Report every line of the records that includes the word "BackendCapabilities".

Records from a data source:
* * *
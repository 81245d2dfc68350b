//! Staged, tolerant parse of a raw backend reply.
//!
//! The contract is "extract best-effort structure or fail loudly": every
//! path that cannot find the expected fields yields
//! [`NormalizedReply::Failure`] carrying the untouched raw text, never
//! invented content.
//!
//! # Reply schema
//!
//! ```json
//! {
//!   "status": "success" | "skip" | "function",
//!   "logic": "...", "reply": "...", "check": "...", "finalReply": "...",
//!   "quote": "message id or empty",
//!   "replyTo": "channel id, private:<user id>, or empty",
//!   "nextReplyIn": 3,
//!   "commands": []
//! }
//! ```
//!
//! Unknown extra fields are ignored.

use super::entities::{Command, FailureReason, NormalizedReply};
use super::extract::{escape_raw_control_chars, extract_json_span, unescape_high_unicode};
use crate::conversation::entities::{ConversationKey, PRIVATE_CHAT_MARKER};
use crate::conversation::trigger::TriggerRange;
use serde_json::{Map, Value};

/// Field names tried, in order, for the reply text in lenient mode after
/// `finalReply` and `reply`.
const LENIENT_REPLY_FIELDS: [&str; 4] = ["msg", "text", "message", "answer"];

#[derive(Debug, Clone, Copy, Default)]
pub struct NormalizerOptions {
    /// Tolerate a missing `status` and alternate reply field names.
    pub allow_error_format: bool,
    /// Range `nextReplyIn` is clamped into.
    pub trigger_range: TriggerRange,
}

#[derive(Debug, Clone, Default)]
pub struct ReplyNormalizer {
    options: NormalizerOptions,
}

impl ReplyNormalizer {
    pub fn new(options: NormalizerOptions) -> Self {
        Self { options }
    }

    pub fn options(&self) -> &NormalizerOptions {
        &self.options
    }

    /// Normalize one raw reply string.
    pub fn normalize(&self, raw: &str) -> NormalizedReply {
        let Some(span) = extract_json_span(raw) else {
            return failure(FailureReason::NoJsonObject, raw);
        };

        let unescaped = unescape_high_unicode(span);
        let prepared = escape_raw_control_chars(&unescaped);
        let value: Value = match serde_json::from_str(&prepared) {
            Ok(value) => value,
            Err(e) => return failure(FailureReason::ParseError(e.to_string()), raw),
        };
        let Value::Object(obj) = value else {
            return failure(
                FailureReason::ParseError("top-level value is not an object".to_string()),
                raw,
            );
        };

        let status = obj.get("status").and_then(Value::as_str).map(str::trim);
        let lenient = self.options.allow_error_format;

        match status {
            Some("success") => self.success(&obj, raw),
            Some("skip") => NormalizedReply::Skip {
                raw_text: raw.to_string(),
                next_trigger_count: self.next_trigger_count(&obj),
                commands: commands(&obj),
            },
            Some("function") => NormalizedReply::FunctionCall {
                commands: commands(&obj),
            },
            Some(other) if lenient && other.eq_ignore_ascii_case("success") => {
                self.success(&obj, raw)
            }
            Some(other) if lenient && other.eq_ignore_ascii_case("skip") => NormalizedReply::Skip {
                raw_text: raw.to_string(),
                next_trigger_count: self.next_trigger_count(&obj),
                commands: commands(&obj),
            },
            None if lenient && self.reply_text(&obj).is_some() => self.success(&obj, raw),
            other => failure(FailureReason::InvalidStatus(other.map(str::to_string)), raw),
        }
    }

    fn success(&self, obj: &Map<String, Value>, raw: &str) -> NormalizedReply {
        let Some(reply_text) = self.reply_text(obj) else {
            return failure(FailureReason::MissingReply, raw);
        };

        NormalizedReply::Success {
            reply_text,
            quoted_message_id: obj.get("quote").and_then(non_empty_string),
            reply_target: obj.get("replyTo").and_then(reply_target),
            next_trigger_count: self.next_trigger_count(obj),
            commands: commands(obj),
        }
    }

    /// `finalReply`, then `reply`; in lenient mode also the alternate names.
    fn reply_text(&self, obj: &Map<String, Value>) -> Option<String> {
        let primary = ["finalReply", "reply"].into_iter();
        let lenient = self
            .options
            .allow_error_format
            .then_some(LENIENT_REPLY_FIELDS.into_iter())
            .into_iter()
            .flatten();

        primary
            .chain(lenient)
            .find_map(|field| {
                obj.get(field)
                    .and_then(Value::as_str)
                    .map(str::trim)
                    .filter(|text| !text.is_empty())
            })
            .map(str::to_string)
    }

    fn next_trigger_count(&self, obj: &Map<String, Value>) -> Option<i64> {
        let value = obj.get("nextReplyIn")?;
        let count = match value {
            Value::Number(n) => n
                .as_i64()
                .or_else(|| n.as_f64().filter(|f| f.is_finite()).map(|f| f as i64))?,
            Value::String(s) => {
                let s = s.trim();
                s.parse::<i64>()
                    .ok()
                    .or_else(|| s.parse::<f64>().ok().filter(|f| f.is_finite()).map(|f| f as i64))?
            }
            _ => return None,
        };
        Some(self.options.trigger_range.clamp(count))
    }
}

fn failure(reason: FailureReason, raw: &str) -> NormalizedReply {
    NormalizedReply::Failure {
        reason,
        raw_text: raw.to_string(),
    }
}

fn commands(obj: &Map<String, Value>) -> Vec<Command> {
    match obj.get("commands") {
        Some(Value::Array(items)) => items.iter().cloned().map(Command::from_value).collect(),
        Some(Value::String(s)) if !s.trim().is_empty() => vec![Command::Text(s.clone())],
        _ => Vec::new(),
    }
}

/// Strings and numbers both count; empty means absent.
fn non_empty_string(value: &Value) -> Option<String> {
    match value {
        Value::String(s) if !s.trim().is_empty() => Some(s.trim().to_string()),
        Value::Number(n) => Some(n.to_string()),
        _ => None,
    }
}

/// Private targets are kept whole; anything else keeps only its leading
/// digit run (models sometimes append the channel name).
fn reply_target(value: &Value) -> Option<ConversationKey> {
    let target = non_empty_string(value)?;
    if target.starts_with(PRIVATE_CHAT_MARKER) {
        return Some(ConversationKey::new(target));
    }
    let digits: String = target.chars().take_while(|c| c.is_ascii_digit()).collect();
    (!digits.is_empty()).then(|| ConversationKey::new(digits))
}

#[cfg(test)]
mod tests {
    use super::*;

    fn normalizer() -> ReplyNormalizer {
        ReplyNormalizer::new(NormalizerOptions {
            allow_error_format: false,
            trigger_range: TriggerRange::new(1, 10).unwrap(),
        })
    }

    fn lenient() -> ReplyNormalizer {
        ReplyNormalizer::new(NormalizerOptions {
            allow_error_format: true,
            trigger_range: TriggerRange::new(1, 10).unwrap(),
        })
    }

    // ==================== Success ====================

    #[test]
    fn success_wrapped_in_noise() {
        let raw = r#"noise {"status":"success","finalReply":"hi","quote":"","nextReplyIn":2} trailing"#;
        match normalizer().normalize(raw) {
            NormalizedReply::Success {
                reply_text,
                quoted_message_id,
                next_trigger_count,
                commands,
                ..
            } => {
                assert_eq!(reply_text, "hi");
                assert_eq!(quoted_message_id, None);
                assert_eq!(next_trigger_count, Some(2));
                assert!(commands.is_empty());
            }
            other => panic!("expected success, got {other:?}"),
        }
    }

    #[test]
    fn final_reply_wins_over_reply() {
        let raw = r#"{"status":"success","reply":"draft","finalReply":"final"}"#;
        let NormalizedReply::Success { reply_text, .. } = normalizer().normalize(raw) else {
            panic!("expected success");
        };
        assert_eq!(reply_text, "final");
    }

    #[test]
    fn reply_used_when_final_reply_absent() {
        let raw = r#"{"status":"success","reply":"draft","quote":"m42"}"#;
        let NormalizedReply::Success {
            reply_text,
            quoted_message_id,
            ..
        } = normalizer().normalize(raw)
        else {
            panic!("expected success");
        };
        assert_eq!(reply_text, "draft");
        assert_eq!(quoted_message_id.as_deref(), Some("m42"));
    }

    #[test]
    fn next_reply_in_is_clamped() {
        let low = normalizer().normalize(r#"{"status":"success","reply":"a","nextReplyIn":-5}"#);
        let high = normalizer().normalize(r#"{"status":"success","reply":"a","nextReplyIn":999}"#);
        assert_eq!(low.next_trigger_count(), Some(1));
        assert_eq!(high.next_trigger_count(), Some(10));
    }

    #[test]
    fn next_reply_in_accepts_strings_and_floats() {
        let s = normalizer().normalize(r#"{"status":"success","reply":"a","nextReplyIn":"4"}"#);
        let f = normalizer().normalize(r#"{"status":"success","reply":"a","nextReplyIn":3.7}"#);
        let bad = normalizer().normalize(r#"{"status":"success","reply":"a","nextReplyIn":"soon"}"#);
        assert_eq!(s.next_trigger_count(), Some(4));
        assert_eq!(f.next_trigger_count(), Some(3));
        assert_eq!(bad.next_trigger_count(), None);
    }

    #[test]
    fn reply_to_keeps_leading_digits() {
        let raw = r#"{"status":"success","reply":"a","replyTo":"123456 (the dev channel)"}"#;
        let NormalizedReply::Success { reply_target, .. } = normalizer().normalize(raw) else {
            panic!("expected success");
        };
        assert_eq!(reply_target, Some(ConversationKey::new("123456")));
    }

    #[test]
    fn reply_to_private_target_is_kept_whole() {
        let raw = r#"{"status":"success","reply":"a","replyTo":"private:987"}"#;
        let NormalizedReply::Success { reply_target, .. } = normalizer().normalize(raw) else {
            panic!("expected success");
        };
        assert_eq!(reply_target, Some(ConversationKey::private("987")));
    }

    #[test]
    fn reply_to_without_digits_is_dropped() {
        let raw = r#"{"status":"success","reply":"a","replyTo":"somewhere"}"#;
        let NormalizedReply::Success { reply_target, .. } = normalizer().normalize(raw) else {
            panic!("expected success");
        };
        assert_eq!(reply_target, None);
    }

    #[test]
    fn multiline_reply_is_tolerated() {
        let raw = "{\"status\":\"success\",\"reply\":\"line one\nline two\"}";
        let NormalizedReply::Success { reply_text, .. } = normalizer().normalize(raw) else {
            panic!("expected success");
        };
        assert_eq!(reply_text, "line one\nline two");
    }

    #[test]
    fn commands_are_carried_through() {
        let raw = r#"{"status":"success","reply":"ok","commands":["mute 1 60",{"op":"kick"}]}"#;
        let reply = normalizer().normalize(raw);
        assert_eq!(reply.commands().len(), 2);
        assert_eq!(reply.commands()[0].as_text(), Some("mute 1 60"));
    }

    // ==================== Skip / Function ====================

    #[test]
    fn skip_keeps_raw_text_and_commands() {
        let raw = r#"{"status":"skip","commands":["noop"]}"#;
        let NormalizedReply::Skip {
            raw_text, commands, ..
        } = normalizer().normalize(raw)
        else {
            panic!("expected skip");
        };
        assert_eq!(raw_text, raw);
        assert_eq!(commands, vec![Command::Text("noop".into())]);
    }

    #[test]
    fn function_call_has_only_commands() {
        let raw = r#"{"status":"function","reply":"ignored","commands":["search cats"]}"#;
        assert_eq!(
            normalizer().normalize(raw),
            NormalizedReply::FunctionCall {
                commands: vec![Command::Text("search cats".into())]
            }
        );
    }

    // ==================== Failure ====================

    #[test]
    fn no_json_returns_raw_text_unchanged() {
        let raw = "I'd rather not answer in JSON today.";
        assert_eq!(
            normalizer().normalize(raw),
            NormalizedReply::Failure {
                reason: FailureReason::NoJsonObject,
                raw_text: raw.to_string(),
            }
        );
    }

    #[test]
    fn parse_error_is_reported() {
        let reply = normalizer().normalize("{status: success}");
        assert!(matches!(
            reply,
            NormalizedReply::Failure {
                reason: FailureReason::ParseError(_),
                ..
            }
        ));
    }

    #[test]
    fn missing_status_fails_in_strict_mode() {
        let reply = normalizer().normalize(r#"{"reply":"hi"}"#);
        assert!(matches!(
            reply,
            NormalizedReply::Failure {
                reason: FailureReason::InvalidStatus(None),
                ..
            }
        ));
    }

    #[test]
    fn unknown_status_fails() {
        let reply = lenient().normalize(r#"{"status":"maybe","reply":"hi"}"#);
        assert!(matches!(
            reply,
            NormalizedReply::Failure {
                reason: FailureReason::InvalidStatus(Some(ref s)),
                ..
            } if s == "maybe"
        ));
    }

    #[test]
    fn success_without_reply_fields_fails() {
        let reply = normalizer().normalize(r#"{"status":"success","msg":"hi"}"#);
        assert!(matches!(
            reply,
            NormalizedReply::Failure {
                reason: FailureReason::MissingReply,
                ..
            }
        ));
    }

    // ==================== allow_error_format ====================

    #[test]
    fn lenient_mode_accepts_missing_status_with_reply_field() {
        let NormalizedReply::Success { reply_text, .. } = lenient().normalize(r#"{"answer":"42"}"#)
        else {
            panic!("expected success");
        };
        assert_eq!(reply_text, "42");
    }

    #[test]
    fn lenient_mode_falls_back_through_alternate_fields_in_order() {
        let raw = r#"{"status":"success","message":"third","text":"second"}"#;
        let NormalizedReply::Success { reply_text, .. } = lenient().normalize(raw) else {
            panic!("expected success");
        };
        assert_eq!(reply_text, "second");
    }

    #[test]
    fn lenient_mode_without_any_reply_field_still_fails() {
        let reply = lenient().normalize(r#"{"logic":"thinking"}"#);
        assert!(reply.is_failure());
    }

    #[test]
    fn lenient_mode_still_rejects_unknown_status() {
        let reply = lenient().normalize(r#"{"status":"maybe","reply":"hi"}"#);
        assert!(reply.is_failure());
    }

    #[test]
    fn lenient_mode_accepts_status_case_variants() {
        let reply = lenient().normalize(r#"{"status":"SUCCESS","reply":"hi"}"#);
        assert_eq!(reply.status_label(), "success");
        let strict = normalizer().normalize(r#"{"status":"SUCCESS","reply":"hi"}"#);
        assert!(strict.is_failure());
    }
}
* * *
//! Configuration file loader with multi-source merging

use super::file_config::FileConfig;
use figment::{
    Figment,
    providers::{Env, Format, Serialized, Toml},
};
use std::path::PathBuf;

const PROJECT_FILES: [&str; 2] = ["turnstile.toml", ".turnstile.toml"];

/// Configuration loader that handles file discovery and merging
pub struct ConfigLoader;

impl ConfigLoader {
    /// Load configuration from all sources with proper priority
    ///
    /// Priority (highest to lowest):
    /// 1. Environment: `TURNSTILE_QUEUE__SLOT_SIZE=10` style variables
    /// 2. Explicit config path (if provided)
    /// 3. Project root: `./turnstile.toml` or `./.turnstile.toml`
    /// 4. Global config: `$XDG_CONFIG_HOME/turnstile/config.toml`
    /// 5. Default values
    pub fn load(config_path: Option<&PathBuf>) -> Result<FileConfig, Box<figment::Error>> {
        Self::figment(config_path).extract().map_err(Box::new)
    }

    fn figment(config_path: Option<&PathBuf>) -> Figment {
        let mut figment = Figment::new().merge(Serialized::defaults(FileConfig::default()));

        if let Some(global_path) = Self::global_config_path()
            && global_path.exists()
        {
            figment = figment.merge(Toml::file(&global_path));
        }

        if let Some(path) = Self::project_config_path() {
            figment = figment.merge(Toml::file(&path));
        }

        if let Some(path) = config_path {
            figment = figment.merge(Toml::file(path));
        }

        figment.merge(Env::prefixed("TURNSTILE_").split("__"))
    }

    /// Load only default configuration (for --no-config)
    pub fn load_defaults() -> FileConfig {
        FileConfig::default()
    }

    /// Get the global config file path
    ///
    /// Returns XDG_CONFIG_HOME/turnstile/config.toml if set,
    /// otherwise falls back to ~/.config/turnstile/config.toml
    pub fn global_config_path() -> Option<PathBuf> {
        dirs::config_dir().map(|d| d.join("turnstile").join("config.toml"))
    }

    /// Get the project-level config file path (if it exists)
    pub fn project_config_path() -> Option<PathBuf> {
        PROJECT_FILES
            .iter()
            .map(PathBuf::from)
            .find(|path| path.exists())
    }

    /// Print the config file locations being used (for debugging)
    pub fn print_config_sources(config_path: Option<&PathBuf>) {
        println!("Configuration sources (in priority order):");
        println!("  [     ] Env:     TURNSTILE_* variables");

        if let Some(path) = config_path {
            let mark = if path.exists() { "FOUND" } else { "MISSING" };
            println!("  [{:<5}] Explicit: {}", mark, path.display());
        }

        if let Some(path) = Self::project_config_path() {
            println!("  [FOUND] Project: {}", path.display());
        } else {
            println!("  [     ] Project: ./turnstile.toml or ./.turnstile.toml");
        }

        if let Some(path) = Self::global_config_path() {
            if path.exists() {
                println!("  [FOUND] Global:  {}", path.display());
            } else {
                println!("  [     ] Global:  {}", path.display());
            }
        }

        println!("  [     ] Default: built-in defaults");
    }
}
* * *
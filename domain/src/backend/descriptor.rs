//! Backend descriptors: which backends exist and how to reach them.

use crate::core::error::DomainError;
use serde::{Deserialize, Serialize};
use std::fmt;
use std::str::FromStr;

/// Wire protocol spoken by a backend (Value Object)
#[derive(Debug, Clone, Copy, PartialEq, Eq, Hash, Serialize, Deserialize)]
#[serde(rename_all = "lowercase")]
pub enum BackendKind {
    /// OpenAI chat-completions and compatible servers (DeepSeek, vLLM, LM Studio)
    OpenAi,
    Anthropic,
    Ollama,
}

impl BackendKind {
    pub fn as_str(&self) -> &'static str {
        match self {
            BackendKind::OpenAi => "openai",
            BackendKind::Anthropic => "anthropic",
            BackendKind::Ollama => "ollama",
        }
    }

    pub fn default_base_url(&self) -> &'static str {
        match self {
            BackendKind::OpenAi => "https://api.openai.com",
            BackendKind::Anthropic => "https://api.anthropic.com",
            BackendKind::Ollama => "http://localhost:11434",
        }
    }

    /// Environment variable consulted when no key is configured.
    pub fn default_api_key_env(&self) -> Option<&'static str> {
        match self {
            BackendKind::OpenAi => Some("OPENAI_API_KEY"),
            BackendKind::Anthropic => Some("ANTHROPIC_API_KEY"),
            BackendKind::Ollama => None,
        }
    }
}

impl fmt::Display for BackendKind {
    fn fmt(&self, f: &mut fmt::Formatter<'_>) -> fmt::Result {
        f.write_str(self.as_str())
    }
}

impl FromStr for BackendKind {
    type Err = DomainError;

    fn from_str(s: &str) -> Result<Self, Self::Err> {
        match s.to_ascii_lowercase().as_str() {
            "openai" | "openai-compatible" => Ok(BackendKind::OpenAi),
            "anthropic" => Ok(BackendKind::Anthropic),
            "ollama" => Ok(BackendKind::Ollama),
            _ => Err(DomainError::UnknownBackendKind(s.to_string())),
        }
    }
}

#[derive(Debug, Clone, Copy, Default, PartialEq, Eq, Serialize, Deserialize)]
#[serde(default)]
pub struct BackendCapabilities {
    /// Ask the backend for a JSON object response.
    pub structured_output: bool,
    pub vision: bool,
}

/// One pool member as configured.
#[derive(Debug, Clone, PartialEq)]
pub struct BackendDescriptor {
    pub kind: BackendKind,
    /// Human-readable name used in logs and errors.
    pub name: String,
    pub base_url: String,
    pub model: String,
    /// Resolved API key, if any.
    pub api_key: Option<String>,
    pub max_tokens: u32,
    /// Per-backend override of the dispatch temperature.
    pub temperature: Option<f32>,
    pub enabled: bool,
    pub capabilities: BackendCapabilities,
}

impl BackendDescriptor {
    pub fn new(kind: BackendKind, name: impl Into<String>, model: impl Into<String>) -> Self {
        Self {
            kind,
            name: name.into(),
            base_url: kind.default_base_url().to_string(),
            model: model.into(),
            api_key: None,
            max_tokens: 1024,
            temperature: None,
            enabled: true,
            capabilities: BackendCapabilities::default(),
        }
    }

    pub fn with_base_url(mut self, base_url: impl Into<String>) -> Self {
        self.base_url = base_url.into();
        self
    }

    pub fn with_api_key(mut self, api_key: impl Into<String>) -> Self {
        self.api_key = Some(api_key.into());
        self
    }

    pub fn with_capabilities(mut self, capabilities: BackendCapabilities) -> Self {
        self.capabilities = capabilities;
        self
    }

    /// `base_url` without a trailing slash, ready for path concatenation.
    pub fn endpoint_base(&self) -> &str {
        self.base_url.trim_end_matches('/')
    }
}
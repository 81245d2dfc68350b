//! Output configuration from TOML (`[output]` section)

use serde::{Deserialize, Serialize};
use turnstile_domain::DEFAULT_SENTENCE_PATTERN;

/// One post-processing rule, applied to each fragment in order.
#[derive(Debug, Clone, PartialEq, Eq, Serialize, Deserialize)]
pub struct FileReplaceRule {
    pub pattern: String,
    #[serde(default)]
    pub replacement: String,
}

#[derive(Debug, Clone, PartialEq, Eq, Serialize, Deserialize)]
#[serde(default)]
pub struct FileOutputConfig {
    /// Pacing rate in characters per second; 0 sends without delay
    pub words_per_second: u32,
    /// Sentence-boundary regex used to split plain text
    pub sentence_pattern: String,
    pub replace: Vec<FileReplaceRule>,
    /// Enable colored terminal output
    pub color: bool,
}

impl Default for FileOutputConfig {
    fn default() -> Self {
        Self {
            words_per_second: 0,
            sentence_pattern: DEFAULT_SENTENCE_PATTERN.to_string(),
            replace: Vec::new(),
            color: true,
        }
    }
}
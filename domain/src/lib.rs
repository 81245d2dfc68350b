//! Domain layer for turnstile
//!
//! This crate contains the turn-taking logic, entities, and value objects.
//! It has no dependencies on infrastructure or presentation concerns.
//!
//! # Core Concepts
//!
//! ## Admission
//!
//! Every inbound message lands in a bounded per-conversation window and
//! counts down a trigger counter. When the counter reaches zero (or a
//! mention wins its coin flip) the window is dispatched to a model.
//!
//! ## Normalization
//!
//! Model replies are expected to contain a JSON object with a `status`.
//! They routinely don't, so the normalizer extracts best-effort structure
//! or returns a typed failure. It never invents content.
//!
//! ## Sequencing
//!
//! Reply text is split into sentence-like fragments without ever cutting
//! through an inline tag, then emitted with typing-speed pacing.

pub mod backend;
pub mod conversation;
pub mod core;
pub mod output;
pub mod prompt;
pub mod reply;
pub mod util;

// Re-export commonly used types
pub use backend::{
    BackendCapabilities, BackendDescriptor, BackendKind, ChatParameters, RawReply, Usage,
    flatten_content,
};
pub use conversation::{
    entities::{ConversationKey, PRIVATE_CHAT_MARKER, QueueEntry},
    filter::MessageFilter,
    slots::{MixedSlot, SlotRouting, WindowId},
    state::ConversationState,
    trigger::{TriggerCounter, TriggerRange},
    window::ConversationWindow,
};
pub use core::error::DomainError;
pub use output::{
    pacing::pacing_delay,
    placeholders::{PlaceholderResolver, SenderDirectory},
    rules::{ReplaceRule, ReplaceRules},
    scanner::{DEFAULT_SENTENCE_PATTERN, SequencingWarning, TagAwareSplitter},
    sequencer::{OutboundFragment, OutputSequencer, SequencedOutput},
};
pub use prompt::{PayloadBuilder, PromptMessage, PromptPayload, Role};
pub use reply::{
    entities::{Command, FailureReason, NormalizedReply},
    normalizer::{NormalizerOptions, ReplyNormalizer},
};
* * *
## TASK SOLUTION
pub struct BackendCapabilities {
    pub capabilities: BackendCapabilities,
            capabilities: BackendCapabilities::default(),
    pub fn with_capabilities(mut self, capabilities: BackendCapabilities) -> Self {
    BackendCapabilities, BackendDescriptor, BackendKind, ChatParameters, RawReply, Usage,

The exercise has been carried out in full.